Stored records
════════════════════
//! Ephemeral, process-local deployment state (spec.md §3, §5).
//!
//! The only in-process shared resource besides the event bus. All mutation
//! goes through this type's narrow setter API under a single mutex whose
//! critical sections are O(1); every read returns an owned clone so callers
//! can never alias into the shared structure, covering the full set of
//! tracking maps spec.md §3 describes.

use std::collections::{HashMap, HashSet};
use std::sync::Mutex;
use std::time::Duration;

use serde_json::Value;

use deploy_core::node::ElementKey;
use deploy_core::status::LinkStage;

use crate::link::LinkDeployResult;

/// Which of the five mutually exclusive tracking sets an element currently
/// occupies. `None` means the element hasn't started yet.
#[derive(Debug, Clone, Copy, PartialEq, Eq)]
pub enum ElementStage {
    InProgress,
    ConfigComplete,
    Created,
    Updated,
    Destroyed,
}

/// Resolved resource data cached after late resolution / after a successful
/// deploy call, keyed by logical resource name. Written at most once per
/// attempt (spec.md §9: "cache... each entry is written at most once per
/// run during late resolution").
#[derive(Debug, Clone, Default)]
pub struct ResolvedResourceData {
    pub spec: Value,
    pub metadata: Value,
}

/// Per-resource accumulated duration breakdown.
#[derive(Debug, Clone, Default)]
pub struct ResourceDurations {
    pub config_complete: Option<Duration>,
    pub stabilising: Option<Duration>,
    pub attempt_durations: Vec<Duration>,
}

impl ResourceDurations {
    pub fn total(&self) -> Duration {
        self.config_complete.unwrap_or_default() + self.stabilising.unwrap_or_default()
    }
}

/// Per-link accumulated duration breakdown (spec.md §4.5, §9 Open Question
/// #2: sums only the stages that actually ran, never dereferencing an
/// absent total).
#[derive(Debug, Clone, Default)]
pub struct LinkCompletionDurations {
    pub resource_a_update: Option<Duration>,
    pub resource_b_update: Option<Duration>,
    pub intermediary_resources: Option<Duration>,
}

impl LinkCompletionDurations {
    pub fn total(&self) -> Duration {
        self.resource_a_update.unwrap_or_default()
            + self.resource_b_update.unwrap_or_default()
            + self.intermediary_resources.unwrap_or_default()
    }
}

#[derive(Debug, Default)]
struct Inner {
    in_progress: HashSet<ElementKey>,
    config_complete: HashSet<ElementKey>,
    created: HashSet<ElementKey>,
    updated: HashSet<ElementKey>,
    destroyed: HashSet<ElementKey>,
    deployment_started: HashSet<ElementKey>,

    resource_data: HashMap<String, ResolvedResourceData>,
    link_deployment_results: HashMap<(String, String), LinkDeployResult>,
    resource_durations: HashMap<String, ResourceDurations>,
    link_durations: HashMap<(String, String), LinkCompletionDurations>,

    /// Pending links keyed by the resource name they're waiting on.
    pending_links_by_resource: HashMap<String, Vec<(String, String)>>,

    prepare_duration: Option<Duration>,
}

/// The ephemeral, mutex-guarded state for a single deployment run.
pub struct DeploymentState {
    inner: Mutex<Inner>,
}

impl Default for DeploymentState {
    fn default() -> Self {
        Self::new()
    }
}

impl DeploymentState {
    pub fn new() -> Self {
        Self {
            inner: Mutex::new(Inner::default()),
        }
    }

    /// Atomically move `key` into `stage`, removing it from whichever of
    /// the mutually exclusive sets it previously occupied. This is the only
    /// way an element's tracking-set membership changes, which is what
    /// keeps the "at most one of {inProgress, configComplete, created,
    /// updated, destroyed}" invariant true by construction.
    pub fn transition(&self, key: ElementKey, stage: ElementStage) {
        let mut inner = self.inner.lock().expect("deployment state mutex poisoned");
        inner.in_progress.remove(&key);
        inner.config_complete.remove(&key);
        inner.created.remove(&key);
        inner.updated.remove(&key);
        inner.destroyed.remove(&key);
        match stage {
            ElementStage::InProgress => {
                inner.in_progress.insert(key.clone());
            }
            ElementStage::ConfigComplete => {
                // ConfigComplete is an overlay on top of in-progress, not a
                // replacement for it — a resource is still "in progress"
                // while its dependency stabilises.
                inner.in_progress.insert(key.clone());
                inner.config_complete.insert(key.clone());
            }
            ElementStage::Created => {
                inner.created.insert(key.clone());
            }
            ElementStage::Updated => {
                inner.updated.insert(key.clone());
            }
            ElementStage::Destroyed => {
                inner.destroyed.insert(key.clone());
            }
        }
    }

    /// Remove `key` from every tracking set (used for terminal failure,
    /// where the element is no longer "in progress" but also didn't reach
    /// any success set).
    pub fn clear(&self, key: &ElementKey) {
        let mut inner = self.inner.lock().expect("deployment state mutex poisoned");
        inner.in_progress.remove(key);
        inner.config_complete.remove(key);
        inner.created.remove(key);
        inner.updated.remove(key);
        inner.destroyed.remove(key);
    }

    /// Set-once guard: returns `true` the first time it's called for `key`
    /// for the lifetime of this run, `false` on every subsequent call. This
    /// is `CheckUpdateElementDeploymentStarted` from spec.md §4.4 — the
    /// atomic guard that ensures an element is spawned at most once even
    /// when multiple dependencies converge concurrently.
    pub fn check_and_set_deployment_started(&self, key: &ElementKey) -> bool {
        let mut inner = self.inner.lock().expect("deployment state mutex poisoned");
        if inner.deployment_started.contains(key) {
            false
        } else {
            inner.deployment_started.insert(key.clone());
            true
        }
    }

    pub fn is_in_progress(&self, key: &ElementKey) -> bool {
        let inner = self.inner.lock().expect("deployment state mutex poisoned");
        inner.in_progress.contains(key)
    }

    pub fn is_config_complete(&self, key: &ElementKey) -> bool {
        let inner = self.inner.lock().expect("deployment state mutex poisoned");
        inner.config_complete.contains(key)
    }

    pub fn is_stable(&self, key: &ElementKey) -> bool {
        let inner = self.inner.lock().expect("deployment state mutex poisoned");
        (inner.created.contains(key) || inner.updated.contains(key))
            && !inner.in_progress.contains(key)
    }

    pub fn is_created_or_updated(&self, key: &ElementKey) -> bool {
        let inner = self.inner.lock().expect("deployment state mutex poisoned");
        inner.created.contains(key) || inner.updated.contains(key)
    }

    pub fn set_resource_data(&self, resource_name: &str, data: ResolvedResourceData) {
        let mut inner = self.inner.lock().expect("deployment state mutex poisoned");
        inner.resource_data.insert(resource_name.to_string(), data);
    }

    pub fn resource_data(&self, resource_name: &str) -> Option<ResolvedResourceData> {
        let inner = self.inner.lock().expect("deployment state mutex poisoned");
        inner.resource_data.get(resource_name).cloned()
    }

    pub fn set_link_result(&self, a: &str, b: &str, result: LinkDeployResult) {
        let mut inner = self.inner.lock().expect("deployment state mutex poisoned");
        inner
            .link_deployment_results
            .insert((a.to_string(), b.to_string()), result);
    }

    pub fn link_result(&self, a: &str, b: &str) -> Option<LinkDeployResult> {
        let inner = self.inner.lock().expect("deployment state mutex poisoned");
        inner
            .link_deployment_results
            .get(&(a.to_string(), b.to_string()))
            .cloned()
    }

    pub fn push_resource_attempt_duration(&self, resource_name: &str, duration: Duration) {
        let mut inner = self.inner.lock().expect("deployment state mutex poisoned");
        inner
            .resource_durations
            .entry(resource_name.to_string())
            .or_default()
            .attempt_durations
            .push(duration);
    }

    pub fn set_resource_config_complete_duration(&self, resource_name: &str, duration: Duration) {
        let mut inner = self.inner.lock().expect("deployment state mutex poisoned");
        inner
            .resource_durations
            .entry(resource_name.to_string())
            .or_default()
            .config_complete = Some(duration);
    }

    pub fn set_resource_stabilising_duration(&self, resource_name: &str, duration: Duration) {
        let mut inner = self.inner.lock().expect("deployment state mutex poisoned");
        inner
            .resource_durations
            .entry(resource_name.to_string())
            .or_default()
            .stabilising = Some(duration);
    }

    pub fn resource_durations(&self, resource_name: &str) -> ResourceDurations {
        let inner = self.inner.lock().expect("deployment state mutex poisoned");
        inner
            .resource_durations
            .get(resource_name)
            .cloned()
            .unwrap_or_default()
    }

    pub fn set_link_stage_duration(&self, a: &str, b: &str, stage: LinkStage, duration: Duration) {
        let mut inner = self.inner.lock().expect("deployment state mutex poisoned");
        let entry = inner
            .link_durations
            .entry((a.to_string(), b.to_string()))
            .or_default();
        match stage {
            LinkStage::ResourceA => entry.resource_a_update = Some(duration),
            LinkStage::ResourceB => entry.resource_b_update = Some(duration),
            LinkStage::IntermediaryResources => entry.intermediary_resources = Some(duration),
        }
    }

    pub fn link_durations(&self, a: &str, b: &str) -> LinkCompletionDurations {
        let inner = self.inner.lock().expect("deployment state mutex poisoned");
        inner
            .link_durations
            .get(&(a.to_string(), b.to_string()))
            .cloned()
            .unwrap_or_default()
    }

    /// Write the prepare-phase duration. Invariant: written at most once,
    /// before any element enters `inProgress` (spec.md §3). Returns `false`
    /// (no-op) if already set.
    pub fn set_prepare_duration(&self, duration: Duration) -> bool {
        let mut inner = self.inner.lock().expect("deployment state mutex poisoned");
        if inner.prepare_duration.is_some() {
            return false;
        }
        inner.prepare_duration = Some(duration);
        true
    }

    pub fn prepare_duration(&self) -> Option<Duration> {
        let inner = self.inner.lock().expect("deployment state mutex poisoned");
        inner.prepare_duration
    }

    /// Register a pending link, waiting on both `resource_a` and
    /// `resource_b` to reach created/updated (spec.md §4.5 "pending-link
    /// gate").
    pub fn register_pending_link(&self, resource_a: &str, resource_b: &str) {
        let mut inner = self.inner.lock().expect("deployment state mutex poisoned");
        for resource in [resource_a, resource_b] {
            inner
                .pending_links_by_resource
                .entry(resource.to_string())
                .or_default()
                .push((resource_a.to_string(), resource_b.to_string()));
        }
    }

    /// Called when `resource_name` finishes (reaches created/updated).
    /// Returns the subset of pending links now unblocked (both endpoints
    /// stable) — `UpdateLinkDeploymentState` from spec.md §4.5.
    pub fn update_link_deployment_state(&self, resource_name: &str) -> Vec<(String, String)> {
        let inner = self.inner.lock().expect("deployment state mutex poisoned");
        let Some(candidates) = inner.pending_links_by_resource.get(resource_name) else {
            return Vec::new();
        };
        candidates
            .iter()
            .filter(|(a, b)| {
                let a_key = ElementKey::Resource(a.clone());
                let b_key = ElementKey::Resource(b.clone());
                (inner.created.contains(&a_key) || inner.updated.contains(&a_key))
                    && (inner.created.contains(&b_key) || inner.updated.contains(&b_key))
            })
            .cloned()
            .collect()
    }
}

#[cfg(test)]
mod tests {
    use super::*;

    #[test]
    fn transition_keeps_sets_mutually_exclusive() {
        let state = DeploymentState::new();
        let key = ElementKey::Resource("orders_table".to_string());

        state.transition(key.clone(), ElementStage::InProgress);
        assert!(state.is_in_progress(&key));

        state.transition(key.clone(), ElementStage::Created);
        assert!(!state.is_in_progress(&key));
        assert!(state.is_created_or_updated(&key));
    }

    #[test]
    fn deployment_started_guard_is_set_once() {
        let state = DeploymentState::new();
        let key = ElementKey::Resource("save_order_function".to_string());
        assert!(state.check_and_set_deployment_started(&key));
        assert!(!state.check_and_set_deployment_started(&key));
    }

    #[test]
    fn prepare_duration_is_written_once() {
        let state = DeploymentState::new();
        assert!(state.set_prepare_duration(Duration::from_millis(10)));
        assert!(!state.set_prepare_duration(Duration::from_millis(20)));
        assert_eq!(state.prepare_duration(), Some(Duration::from_millis(10)));
    }

    #[test]
    fn link_completion_durations_zero_for_missing_stages() {
        let durations = LinkCompletionDurations::default();
        assert_eq!(durations.total(), Duration::ZERO);
    }

    #[test]
    fn pending_link_unblocks_only_when_both_endpoints_stable() {
        let state = DeploymentState::new();
        state.register_pending_link("save_order_function", "orders_table");

        let unblocked = state.update_link_deployment_state("save_order_function");
        assert!(unblocked.is_empty());

        state.transition(
            ElementKey::Resource("save_order_function".to_string()),
            ElementStage::Created,
        );
        let unblocked = state.update_link_deployment_state("save_order_function");
        assert!(unblocked.is_empty());

        state.transition(
            ElementKey::Resource("orders_table".to_string()),
            ElementStage::Created,
        );
        let unblocked = state.update_link_deployment_state("orders_table");
        assert_eq!(
            unblocked,
            vec![("save_order_function".to_string(), "orders_table".to_string())]
        );
    }
}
════════════════════
**Required action**
Lines above holding "insert": give their count, nothing more.

**Answer to the problem**
9